* _EXERCISE INPUT_:
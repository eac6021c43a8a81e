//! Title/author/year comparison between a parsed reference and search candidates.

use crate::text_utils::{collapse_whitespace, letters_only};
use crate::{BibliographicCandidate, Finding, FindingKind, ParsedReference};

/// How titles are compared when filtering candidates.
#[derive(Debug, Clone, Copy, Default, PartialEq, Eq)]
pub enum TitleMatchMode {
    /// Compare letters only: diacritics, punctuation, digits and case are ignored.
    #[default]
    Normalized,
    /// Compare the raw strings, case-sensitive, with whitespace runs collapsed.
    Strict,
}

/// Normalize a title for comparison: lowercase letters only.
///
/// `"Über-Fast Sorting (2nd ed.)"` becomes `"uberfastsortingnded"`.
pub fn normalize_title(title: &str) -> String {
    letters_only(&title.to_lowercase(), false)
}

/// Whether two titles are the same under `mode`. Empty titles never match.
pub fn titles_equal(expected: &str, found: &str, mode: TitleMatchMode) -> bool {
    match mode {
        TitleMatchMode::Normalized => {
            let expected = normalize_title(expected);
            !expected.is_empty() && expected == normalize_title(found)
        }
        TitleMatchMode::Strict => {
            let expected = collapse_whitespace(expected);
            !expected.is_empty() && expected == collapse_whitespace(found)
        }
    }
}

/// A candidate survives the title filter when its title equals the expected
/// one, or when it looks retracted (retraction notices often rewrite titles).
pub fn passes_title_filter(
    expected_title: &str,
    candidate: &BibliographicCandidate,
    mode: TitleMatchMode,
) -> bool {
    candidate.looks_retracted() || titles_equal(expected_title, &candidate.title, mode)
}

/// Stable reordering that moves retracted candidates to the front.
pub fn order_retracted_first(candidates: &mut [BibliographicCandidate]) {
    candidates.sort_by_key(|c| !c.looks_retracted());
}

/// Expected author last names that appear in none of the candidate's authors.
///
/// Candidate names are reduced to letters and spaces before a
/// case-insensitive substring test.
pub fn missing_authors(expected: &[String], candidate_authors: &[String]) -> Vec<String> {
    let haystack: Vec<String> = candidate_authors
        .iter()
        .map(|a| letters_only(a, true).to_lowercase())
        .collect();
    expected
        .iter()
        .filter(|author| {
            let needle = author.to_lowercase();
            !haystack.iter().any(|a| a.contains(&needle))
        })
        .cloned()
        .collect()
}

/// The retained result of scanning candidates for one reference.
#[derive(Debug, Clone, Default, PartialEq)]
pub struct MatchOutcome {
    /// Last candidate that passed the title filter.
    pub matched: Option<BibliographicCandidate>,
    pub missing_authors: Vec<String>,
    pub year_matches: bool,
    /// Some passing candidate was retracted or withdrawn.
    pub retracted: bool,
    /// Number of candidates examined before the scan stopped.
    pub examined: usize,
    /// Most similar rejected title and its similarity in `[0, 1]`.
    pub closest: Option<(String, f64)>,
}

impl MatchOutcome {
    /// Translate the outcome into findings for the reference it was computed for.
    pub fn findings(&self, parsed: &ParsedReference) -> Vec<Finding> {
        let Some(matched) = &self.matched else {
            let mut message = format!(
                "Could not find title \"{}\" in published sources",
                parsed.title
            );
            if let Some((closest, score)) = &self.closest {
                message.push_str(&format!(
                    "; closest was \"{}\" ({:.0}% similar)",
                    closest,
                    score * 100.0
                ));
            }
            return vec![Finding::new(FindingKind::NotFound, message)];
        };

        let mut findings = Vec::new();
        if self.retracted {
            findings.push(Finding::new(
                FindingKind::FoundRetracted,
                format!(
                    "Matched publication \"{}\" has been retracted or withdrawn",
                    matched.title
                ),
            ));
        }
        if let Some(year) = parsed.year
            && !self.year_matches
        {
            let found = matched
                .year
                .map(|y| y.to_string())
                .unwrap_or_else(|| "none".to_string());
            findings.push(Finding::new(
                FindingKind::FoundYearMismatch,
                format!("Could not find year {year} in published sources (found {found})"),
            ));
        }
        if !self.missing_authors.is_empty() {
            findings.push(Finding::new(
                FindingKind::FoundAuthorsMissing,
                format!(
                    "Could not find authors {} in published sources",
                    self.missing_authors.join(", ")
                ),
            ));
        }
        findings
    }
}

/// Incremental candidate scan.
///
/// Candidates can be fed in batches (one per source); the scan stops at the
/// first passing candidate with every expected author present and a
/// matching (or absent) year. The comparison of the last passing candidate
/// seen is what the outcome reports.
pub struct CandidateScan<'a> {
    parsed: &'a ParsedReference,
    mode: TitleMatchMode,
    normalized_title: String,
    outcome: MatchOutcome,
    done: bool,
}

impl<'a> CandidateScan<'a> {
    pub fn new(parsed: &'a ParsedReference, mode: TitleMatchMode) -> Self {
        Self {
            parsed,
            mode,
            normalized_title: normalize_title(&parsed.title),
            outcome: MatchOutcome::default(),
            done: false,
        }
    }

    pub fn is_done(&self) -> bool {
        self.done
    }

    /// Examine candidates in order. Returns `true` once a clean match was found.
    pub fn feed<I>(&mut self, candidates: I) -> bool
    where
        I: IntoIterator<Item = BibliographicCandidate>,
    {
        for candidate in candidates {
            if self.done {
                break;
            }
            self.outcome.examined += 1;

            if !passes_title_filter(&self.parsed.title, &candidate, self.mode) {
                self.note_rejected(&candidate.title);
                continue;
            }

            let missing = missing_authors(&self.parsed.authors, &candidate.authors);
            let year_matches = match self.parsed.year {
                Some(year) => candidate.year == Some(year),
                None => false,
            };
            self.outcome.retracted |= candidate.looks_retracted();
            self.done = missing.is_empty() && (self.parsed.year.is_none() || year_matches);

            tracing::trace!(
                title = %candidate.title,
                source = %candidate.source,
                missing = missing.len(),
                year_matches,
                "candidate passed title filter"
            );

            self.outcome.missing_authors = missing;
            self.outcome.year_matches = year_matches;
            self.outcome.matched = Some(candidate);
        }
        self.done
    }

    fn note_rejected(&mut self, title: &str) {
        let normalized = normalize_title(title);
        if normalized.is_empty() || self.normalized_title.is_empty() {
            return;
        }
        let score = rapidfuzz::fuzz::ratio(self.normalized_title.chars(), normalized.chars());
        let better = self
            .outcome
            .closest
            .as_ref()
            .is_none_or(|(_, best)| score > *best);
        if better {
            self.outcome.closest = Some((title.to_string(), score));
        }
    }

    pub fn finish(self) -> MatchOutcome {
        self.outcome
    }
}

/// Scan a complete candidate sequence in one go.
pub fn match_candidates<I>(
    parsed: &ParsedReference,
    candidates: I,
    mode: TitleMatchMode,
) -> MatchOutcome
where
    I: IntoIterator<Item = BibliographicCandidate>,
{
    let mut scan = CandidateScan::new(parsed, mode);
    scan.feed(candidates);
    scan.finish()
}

==

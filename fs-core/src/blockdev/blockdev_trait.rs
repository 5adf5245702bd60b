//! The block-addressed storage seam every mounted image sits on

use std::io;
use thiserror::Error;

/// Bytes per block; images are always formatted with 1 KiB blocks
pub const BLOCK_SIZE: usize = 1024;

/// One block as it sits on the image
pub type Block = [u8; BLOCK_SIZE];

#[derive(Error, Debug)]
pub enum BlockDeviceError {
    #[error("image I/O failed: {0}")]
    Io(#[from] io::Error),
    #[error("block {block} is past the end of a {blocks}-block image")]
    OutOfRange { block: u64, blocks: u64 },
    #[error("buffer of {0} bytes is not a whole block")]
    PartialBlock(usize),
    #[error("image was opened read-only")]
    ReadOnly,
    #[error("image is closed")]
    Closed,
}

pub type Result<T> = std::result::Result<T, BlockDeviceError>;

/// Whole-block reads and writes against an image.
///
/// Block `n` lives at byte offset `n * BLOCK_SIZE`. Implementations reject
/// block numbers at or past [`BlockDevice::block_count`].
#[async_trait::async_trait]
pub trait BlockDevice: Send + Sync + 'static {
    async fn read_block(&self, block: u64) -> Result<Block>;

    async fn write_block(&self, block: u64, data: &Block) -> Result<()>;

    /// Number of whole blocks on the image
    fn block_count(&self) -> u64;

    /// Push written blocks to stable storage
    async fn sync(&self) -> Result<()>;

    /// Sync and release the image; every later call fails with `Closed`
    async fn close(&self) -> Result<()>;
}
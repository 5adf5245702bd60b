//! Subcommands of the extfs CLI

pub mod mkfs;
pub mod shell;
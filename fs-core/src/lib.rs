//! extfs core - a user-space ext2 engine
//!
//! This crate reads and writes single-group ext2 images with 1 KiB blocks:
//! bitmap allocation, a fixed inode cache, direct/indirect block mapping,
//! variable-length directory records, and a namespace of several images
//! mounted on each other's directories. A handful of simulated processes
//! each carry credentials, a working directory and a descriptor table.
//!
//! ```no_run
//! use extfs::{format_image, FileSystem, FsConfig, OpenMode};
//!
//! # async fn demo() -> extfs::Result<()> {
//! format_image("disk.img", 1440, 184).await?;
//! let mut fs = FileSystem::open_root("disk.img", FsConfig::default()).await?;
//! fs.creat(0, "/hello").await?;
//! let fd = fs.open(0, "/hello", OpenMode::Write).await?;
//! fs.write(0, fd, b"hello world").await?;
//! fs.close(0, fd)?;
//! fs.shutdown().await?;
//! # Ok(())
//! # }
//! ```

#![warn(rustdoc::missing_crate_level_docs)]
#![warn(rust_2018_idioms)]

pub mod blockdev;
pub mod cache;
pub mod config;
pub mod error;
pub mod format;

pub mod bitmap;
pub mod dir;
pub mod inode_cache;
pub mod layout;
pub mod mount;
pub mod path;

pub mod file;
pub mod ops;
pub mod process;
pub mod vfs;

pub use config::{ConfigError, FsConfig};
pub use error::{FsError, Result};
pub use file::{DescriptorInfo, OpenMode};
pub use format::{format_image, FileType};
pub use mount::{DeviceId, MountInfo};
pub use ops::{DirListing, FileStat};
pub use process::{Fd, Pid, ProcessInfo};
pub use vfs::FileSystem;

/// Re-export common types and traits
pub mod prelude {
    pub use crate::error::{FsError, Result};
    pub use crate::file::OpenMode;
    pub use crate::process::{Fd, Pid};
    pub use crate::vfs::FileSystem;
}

--

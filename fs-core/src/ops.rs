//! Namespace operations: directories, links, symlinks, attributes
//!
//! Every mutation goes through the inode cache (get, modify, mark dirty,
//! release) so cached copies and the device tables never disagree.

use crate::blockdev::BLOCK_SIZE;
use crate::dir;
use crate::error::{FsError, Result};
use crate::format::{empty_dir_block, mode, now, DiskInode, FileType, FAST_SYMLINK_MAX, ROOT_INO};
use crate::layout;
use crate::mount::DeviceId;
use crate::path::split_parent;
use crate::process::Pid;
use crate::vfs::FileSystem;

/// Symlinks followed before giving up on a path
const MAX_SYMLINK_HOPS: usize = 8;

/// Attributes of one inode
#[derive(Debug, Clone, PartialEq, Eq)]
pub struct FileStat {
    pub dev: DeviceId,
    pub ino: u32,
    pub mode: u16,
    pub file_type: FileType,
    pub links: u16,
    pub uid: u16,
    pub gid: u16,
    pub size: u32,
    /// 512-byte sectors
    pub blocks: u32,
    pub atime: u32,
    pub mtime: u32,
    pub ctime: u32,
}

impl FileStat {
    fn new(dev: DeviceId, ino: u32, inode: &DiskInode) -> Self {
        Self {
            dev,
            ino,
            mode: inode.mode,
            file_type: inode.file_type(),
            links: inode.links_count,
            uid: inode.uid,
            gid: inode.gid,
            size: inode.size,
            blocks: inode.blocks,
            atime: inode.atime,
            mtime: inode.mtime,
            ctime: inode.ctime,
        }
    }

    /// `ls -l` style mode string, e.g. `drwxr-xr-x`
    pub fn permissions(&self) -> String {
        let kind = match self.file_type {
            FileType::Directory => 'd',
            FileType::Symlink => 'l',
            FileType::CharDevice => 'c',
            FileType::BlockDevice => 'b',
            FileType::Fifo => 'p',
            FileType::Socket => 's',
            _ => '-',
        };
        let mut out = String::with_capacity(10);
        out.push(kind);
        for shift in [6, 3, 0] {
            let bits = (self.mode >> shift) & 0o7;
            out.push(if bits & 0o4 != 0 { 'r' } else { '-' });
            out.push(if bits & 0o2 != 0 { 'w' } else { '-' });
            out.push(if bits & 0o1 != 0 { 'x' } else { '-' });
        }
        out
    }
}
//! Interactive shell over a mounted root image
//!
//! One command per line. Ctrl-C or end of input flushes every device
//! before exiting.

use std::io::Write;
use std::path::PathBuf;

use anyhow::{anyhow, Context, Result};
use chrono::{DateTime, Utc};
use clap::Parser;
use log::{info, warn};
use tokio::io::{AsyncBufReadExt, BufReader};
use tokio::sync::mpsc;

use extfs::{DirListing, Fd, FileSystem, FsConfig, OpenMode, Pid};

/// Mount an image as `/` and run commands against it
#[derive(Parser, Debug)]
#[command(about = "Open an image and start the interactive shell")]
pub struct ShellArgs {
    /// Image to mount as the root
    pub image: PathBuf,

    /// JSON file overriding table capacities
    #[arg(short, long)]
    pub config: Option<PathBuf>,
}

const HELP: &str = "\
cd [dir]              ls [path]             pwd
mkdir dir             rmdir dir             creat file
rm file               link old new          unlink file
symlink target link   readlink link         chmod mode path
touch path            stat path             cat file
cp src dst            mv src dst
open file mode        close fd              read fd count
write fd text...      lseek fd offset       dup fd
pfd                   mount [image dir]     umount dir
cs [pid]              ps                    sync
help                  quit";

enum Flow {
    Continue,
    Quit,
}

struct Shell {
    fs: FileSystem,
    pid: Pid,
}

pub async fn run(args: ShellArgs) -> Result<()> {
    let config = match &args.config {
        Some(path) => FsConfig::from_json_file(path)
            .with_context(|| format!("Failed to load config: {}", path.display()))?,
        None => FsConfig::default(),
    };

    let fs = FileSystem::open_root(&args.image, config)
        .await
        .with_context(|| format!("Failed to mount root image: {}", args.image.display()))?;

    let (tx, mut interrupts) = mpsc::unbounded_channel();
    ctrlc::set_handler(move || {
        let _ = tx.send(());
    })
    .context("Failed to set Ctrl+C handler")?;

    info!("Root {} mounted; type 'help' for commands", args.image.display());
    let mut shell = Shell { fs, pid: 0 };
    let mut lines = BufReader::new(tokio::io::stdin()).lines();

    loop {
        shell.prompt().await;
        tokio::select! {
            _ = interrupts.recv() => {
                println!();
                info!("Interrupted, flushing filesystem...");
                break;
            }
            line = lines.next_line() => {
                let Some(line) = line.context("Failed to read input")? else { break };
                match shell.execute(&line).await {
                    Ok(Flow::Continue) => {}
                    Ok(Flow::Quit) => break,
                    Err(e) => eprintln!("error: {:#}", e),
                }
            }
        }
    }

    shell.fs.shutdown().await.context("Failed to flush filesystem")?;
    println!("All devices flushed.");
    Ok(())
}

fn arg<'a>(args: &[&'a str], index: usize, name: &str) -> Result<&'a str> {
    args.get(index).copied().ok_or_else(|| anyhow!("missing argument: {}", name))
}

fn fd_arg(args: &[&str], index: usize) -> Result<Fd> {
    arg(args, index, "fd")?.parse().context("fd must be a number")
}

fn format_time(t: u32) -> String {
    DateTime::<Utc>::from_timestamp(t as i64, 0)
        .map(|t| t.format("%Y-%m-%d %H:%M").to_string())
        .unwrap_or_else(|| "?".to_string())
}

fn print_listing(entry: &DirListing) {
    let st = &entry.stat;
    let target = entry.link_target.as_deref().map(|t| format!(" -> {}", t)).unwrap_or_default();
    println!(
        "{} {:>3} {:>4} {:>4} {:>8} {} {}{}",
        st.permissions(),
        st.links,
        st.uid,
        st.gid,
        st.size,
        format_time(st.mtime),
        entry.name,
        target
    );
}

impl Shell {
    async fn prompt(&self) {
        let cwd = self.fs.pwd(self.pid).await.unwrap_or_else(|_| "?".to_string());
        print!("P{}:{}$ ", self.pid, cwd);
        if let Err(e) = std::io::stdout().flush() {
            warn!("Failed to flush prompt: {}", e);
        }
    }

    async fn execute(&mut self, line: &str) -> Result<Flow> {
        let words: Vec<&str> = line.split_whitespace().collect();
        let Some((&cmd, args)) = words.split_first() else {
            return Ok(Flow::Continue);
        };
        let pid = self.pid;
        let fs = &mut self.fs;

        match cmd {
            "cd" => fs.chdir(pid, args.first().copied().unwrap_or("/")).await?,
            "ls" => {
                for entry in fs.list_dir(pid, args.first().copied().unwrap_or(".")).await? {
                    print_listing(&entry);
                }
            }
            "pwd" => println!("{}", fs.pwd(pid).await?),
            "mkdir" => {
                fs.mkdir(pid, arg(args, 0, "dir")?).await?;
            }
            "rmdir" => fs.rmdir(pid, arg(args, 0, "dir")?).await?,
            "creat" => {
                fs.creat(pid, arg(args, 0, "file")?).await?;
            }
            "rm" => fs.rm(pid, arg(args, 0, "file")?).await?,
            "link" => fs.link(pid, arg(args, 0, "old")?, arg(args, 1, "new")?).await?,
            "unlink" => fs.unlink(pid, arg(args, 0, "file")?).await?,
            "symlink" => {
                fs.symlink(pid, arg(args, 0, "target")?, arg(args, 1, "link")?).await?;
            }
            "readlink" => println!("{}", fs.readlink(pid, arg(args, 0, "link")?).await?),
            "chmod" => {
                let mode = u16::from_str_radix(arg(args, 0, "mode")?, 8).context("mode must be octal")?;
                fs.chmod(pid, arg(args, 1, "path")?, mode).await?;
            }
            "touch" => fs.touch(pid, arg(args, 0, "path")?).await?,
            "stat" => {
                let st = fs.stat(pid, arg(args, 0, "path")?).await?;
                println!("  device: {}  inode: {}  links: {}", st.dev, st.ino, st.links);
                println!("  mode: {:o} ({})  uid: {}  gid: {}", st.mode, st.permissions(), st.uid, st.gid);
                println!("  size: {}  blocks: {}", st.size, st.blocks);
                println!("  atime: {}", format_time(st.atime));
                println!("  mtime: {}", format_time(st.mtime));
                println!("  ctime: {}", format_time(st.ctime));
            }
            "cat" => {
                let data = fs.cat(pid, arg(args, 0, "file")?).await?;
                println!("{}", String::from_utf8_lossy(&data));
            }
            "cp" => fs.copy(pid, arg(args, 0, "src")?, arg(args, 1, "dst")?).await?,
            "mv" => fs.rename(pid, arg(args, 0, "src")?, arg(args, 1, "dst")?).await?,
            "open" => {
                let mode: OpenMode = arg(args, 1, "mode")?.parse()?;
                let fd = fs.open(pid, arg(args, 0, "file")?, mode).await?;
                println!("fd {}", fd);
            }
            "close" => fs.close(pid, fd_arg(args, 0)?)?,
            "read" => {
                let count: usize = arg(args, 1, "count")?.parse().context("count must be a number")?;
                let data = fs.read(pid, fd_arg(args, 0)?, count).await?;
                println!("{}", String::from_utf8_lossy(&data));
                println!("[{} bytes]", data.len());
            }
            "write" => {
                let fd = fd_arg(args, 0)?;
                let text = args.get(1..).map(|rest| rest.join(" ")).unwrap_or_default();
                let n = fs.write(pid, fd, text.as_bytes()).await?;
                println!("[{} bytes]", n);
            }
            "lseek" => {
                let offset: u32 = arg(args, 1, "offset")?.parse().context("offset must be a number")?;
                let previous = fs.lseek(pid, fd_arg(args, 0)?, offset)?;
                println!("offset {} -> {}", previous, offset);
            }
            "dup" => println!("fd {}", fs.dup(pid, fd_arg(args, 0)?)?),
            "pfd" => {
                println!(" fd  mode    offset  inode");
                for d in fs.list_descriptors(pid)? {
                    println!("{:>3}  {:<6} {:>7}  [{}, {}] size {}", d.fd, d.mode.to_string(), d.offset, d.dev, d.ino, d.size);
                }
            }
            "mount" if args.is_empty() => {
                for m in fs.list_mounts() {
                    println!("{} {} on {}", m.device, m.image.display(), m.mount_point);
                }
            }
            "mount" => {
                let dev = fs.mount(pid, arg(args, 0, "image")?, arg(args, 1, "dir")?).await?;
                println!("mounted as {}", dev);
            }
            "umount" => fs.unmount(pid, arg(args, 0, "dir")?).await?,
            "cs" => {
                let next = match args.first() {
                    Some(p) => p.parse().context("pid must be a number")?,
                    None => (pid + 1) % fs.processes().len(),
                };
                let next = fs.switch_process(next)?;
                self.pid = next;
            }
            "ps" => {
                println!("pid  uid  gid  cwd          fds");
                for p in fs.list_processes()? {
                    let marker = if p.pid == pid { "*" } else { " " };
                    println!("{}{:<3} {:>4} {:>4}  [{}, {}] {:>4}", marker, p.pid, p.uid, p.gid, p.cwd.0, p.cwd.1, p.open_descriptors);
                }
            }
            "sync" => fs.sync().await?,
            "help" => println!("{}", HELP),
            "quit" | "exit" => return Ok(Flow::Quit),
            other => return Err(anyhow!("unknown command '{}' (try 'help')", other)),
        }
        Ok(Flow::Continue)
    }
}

* _WHAT IS NEEDED_: After locating the line with "repository eac6021c43a8a81e" above, return that line and every later line through the one with "when filtering candidates.", word for word and with nothing else.

* _OUTPUT OF THE TASK_:
repository eac6021c43a8a81e
//! Title/author/year comparison between a parsed reference and search candidates.

use crate::text_utils::{collapse_whitespace, letters_only};
use crate::{BibliographicCandidate, Finding, FindingKind, ParsedReference};

/// How titles are compared when filtering candidates.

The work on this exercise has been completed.